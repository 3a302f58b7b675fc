//! Per-tick reactive drive behaviors.
//!
//! A [`Behavior`] sees one distance reading per tick and answers with a
//! [`DriveCommand`]. Readings arrive already converted into the behavior's
//! [`DistanceUnits`]; the session takes care of that.

use crate::hardware::{DistanceReading, MAX_DISTANCE_CM};
use crate::robot::DriveCommand;
use crate::units::DistanceUnits;
use serde::{Deserialize, Serialize};
use std::fmt;
use std::str::FromStr;
use tracing::info;

/// What the robot is doing about the obstacle ahead.
#[derive(Clone, Copy, Debug, Default, PartialEq, Eq, Serialize, Deserialize)]
pub enum Phase {
    /// Driving toward whatever is ahead.
    #[default]
    Approach,
    /// Backing away from a nearby obstacle.
    Retreat,
    /// Turning in place.
    Rotate,
}

/// A control loop invoked once per simulation tick.
pub trait Behavior {
    /// Units the behavior expects readings in.
    fn units(&self) -> DistanceUnits;

    /// Decides this tick's drive command.
    fn tick(&mut self, reading: DistanceReading) -> DriveCommand;

    /// The phase chosen by the most recent tick.
    fn phase(&self) -> Phase;

    /// Forgets any state carried between ticks.
    fn reset(&mut self);
}

impl<B: Behavior + ?Sized> Behavior for Box<B> {
    fn units(&self) -> DistanceUnits {
        (**self).units()
    }

    fn tick(&mut self, reading: DistanceReading) -> DriveCommand {
        (**self).tick(reading)
    }

    fn phase(&self) -> Phase {
        (**self).phase()
    }

    fn reset(&mut self) {
        (**self).reset();
    }
}

/// Thresholds for [`Bounce`].
#[derive(Clone, Copy, Debug, PartialEq, Serialize, Deserialize)]
pub struct BounceConfig {
    pub units: DistanceUnits,
    /// Readings below this mark the obstacle as near.
    pub near_threshold: f32,
    /// Distance that maps to full power.
    pub scale: f32,
}

impl BounceConfig {
    /// Raw host units: near below 20 cm, full power at 255 cm.
    pub const CENTIMETERS: Self = Self {
        units: DistanceUnits::Centimeters,
        near_threshold: 20.0,
        scale: MAX_DISTANCE_CM,
    };

    /// Normalized units: near below 0.20 m, full power at 2.55 m.
    pub const METERS: Self = Self {
        units: DistanceUnits::Meters,
        near_threshold: 0.20,
        scale: MAX_DISTANCE_CM / 100.0,
    };

    #[must_use]
    pub const fn for_units(units: DistanceUnits) -> Self {
        match units {
            DistanceUnits::Centimeters => Self::CENTIMETERS,
            DistanceUnits::Meters => Self::METERS,
        }
    }
}

impl Default for BounceConfig {
    fn default() -> Self {
        Self::CENTIMETERS
    }
}

/// Drives at an obstacle, backs off once it gets close, and comes back when
/// the obstacle is lost.
///
/// The only state kept between ticks is the `edge` flag. It is raised by a
/// valid reading under the near threshold and lowered only by an
/// out-of-range reading.
#[derive(Clone, Debug, Default, PartialEq, Serialize, Deserialize)]
pub struct Bounce {
    pub config: BounceConfig,
    edge: bool,
}

impl Bounce {
    #[must_use]
    pub fn new(config: BounceConfig) -> Self {
        Self {
            config,
            edge: false,
        }
    }

    /// Starts from a known flag value.
    #[must_use]
    pub fn with_edge(mut self, edge: bool) -> Self {
        self.edge = edge;
        self
    }

    /// Whether the robot is currently backing away from an obstacle.
    #[must_use]
    pub const fn edge(&self) -> bool {
        self.edge
    }
}

impl Behavior for Bounce {
    fn units(&self) -> DistanceUnits {
        self.config.units
    }

    fn tick(&mut self, reading: DistanceReading) -> DriveCommand {
        match reading {
            DistanceReading::Detected(d) if d < self.config.near_threshold => {
                if !self.edge {
                    info!(distance = d, "obstacle near, retreating");
                }
                self.edge = true;
            }
            DistanceReading::OutOfRange if self.edge => {
                info!("obstacle lost, approaching");
                self.edge = false;
            }
            _ => {}
        }

        let mut power = match reading {
            DistanceReading::Detected(d) => d / self.config.scale,
            DistanceReading::OutOfRange => 1.0,
        };
        if self.edge {
            power = -power;
        }

        DriveCommand::Translate(power)
    }

    fn phase(&self) -> Phase {
        if self.edge {
            Phase::Retreat
        } else {
            Phase::Approach
        }
    }

    fn reset(&mut self) {
        self.edge = false;
    }
}

/// Thresholds for [`Tracking`].
#[derive(Clone, Copy, Debug, PartialEq, Serialize, Deserialize)]
pub struct TrackingConfig {
    pub units: DistanceUnits,
    /// Readings beyond this count as nothing ahead.
    pub far_threshold: f32,
    /// Power used both for driving and for turning.
    pub power: f32,
}

impl TrackingConfig {
    pub const CENTIMETERS: Self = Self {
        units: DistanceUnits::Centimeters,
        far_threshold: 125.0,
        power: 1.0,
    };

    pub const METERS: Self = Self {
        units: DistanceUnits::Meters,
        far_threshold: 1.25,
        power: 1.0,
    };

    #[must_use]
    pub const fn for_units(units: DistanceUnits) -> Self {
        match units {
            DistanceUnits::Centimeters => Self::CENTIMETERS,
            DistanceUnits::Meters => Self::METERS,
        }
    }
}

impl Default for TrackingConfig {
    fn default() -> Self {
        Self::CENTIMETERS
    }
}

/// Drives forward until something is within range, then turns in place
/// until it is not. Purely threshold driven: no hysteresis.
#[derive(Clone, Debug, Default, PartialEq, Serialize, Deserialize)]
pub struct Tracking {
    pub config: TrackingConfig,
    phase: Phase,
}

impl Tracking {
    #[must_use]
    pub fn new(config: TrackingConfig) -> Self {
        Self {
            config,
            phase: Phase::Approach,
        }
    }
}

impl Behavior for Tracking {
    fn units(&self) -> DistanceUnits {
        self.config.units
    }

    fn tick(&mut self, reading: DistanceReading) -> DriveCommand {
        let clear = reading
            .distance()
            .is_none_or(|d| d > self.config.far_threshold);

        if clear {
            self.phase = Phase::Approach;
            DriveCommand::Translate(self.config.power)
        } else {
            self.phase = Phase::Rotate;
            DriveCommand::Rotate(self.config.power)
        }
    }

    fn phase(&self) -> Phase {
        self.phase
    }

    fn reset(&mut self) {
        self.phase = Phase::Approach;
    }
}

/// The behaviors shipped with the simulator, selectable by name.
#[derive(Clone, Copy, Debug, PartialEq, Eq, Serialize, Deserialize)]
pub enum Sample {
    Bounce,
    Tracking,
}

impl Sample {
    pub const ALL: [Self; 2] = [Self::Bounce, Self::Tracking];

    #[must_use]
    pub const fn name(self) -> &'static str {
        match self {
            Self::Bounce => "Bounce",
            Self::Tracking => "Tracking",
        }
    }

    /// Builds a fresh behavior for this sample in the given units.
    #[must_use]
    pub fn build(self, units: DistanceUnits) -> Box<dyn Behavior> {
        match self {
            Self::Bounce => Box::new(Bounce::new(BounceConfig::for_units(units))),
            Self::Tracking => Box::new(Tracking::new(TrackingConfig::for_units(units))),
        }
    }
}

impl fmt::Display for Sample {
    fn fmt(&self, f: &mut fmt::Formatter<'_>) -> fmt::Result {
        f.write_str(self.name())
    }
}

/// Error returned when a sample name is not recognised.
#[derive(Debug, Clone, PartialEq, Eq, thiserror::Error)]
#[error("unknown sample: {0}")]
pub struct UnknownSample(pub String);

impl FromStr for Sample {
    type Err = UnknownSample;

    fn from_str(s: &str) -> Result<Self, Self::Err> {
        Self::ALL
            .into_iter()
            .find(|sample| sample.name().eq_ignore_ascii_case(s.trim()))
            .ok_or_else(|| UnknownSample(s.to_string()))
    }
}

#[cfg(test)]
mod tests {
    use super::*;
    use approx::assert_relative_eq;

    fn translate_power(cmd: DriveCommand) -> f32 {
        match cmd {
            DriveCommand::Translate(p) => p,
            DriveCommand::Rotate(_) => panic!("expected translate, got {cmd:?}"),
        }
    }

    #[test]
    fn bounce_out_of_range_drives_forward() {
        let mut bounce = Bounce::default();
        let cmd = bounce.tick(DistanceReading::OutOfRange);
        assert!(!bounce.edge());
        assert_relative_eq!(translate_power(cmd), 1.0);
        assert_eq!(bounce.phase(), Phase::Approach);
    }

    #[test]
    fn bounce_near_sets_edge() {
        let mut bounce = Bounce::default();
        bounce.tick(DistanceReading::Detected(10.0));
        assert!(bounce.edge());
        assert_eq!(bounce.phase(), Phase::Retreat);
    }

    #[test]
    fn bounce_lost_obstacle_clears_edge() {
        let mut bounce = Bounce::default().with_edge(true);
        let cmd = bounce.tick(DistanceReading::OutOfRange);
        assert!(!bounce.edge());
        assert_relative_eq!(translate_power(cmd), 1.0);
    }

    #[test]
    fn bounce_edge_retreats_proportionally() {
        let mut bounce = Bounce::default().with_edge(true);
        let cmd = bounce.tick(DistanceReading::Detected(50.0));
        assert!(bounce.edge());
        assert_relative_eq!(translate_power(cmd), -50.0 / 255.0);
    }

    #[test]
    fn bounce_far_reading_keeps_edge() {
        // Only an out-of-range reading lowers the flag.
        let mut bounce = Bounce::default().with_edge(true);
        bounce.tick(DistanceReading::Detected(200.0));
        assert!(bounce.edge());
    }

    #[test]
    fn bounce_meters_preset() {
        let mut bounce = Bounce::new(BounceConfig::METERS).with_edge(true);
        let cmd = bounce.tick(DistanceReading::Detected(50.0));
        assert_relative_eq!(translate_power(cmd), -50.0 / 2.55, epsilon = 1e-4);

        let mut bounce = Bounce::new(BounceConfig::METERS);
        bounce.tick(DistanceReading::Detected(0.1));
        assert!(bounce.edge());
    }

    #[test]
    fn bounce_full_power_at_sensor_range() {
        // A reading at the sensor's maximum maps to exactly full power.
        let mut bounce = Bounce::default();
        let cmd = bounce.tick(DistanceReading::Detected(MAX_DISTANCE_CM));
        assert_relative_eq!(translate_power(cmd), 1.0);

        let mut bounce = Bounce::new(BounceConfig::METERS);
        let cmd = bounce.tick(DistanceReading::Detected(MAX_DISTANCE_CM / 100.0));
        assert_relative_eq!(translate_power(cmd), 1.0);
    }

    #[test]
    fn bounce_is_idempotent_for_fixed_input() {
        let mut bounce = Bounce::default();
        let first = bounce.tick(DistanceReading::Detected(80.0));
        for _ in 0..5 {
            assert_eq!(bounce.tick(DistanceReading::Detected(80.0)), first);
        }

        let mut retreating = Bounce::default().with_edge(true);
        let first = retreating.tick(DistanceReading::Detected(15.0));
        assert_eq!(retreating.tick(DistanceReading::Detected(15.0)), first);
    }

    #[test]
    fn bounce_reset_clears_edge() {
        let mut bounce = Bounce::default().with_edge(true);
        bounce.reset();
        assert!(!bounce.edge());
    }

    #[test]
    fn tracking_far_drives_forward() {
        let mut tracking = Tracking::default();
        assert_eq!(
            tracking.tick(DistanceReading::Detected(200.0)),
            DriveCommand::Translate(1.0)
        );
        assert_eq!(
            tracking.tick(DistanceReading::OutOfRange),
            DriveCommand::Translate(1.0)
        );
        assert_eq!(tracking.phase(), Phase::Approach);
    }

    #[test]
    fn tracking_near_rotates() {
        let mut tracking = Tracking::default();
        assert_eq!(
            tracking.tick(DistanceReading::Detected(50.0)),
            DriveCommand::Rotate(1.0)
        );
        assert_eq!(tracking.phase(), Phase::Rotate);

        // Exactly at the threshold still counts as near.
        assert_eq!(
            tracking.tick(DistanceReading::Detected(125.0)),
            DriveCommand::Rotate(1.0)
        );
    }

    #[test]
    fn tracking_has_no_hysteresis() {
        let mut tracking = Tracking::default();
        tracking.tick(DistanceReading::Detected(10.0));
        assert_eq!(
            tracking.tick(DistanceReading::Detected(126.0)),
            DriveCommand::Translate(1.0)
        );
    }

    #[test]
    fn sample_names() {
        assert_eq!("Bounce".parse::<Sample>(), Ok(Sample::Bounce));
        assert_eq!(" tracking ".parse::<Sample>(), Ok(Sample::Tracking));
        assert!("Spin".parse::<Sample>().is_err());
        assert_eq!(Sample::Tracking.to_string(), "Tracking");
    }

    #[test]
    fn sample_build_uses_units() {
        let behavior = Sample::Bounce.build(DistanceUnits::Meters);
        assert_eq!(behavior.units(), DistanceUnits::Meters);
        assert_eq!(behavior.phase(), Phase::Approach);
    }
}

###

Please copy each line of the material that contains the word "crate".

Response area:
use crate::hardware::{DistanceReading, MAX_DISTANCE_CM};
use crate::robot::DriveCommand;
use crate::units::DistanceUnits;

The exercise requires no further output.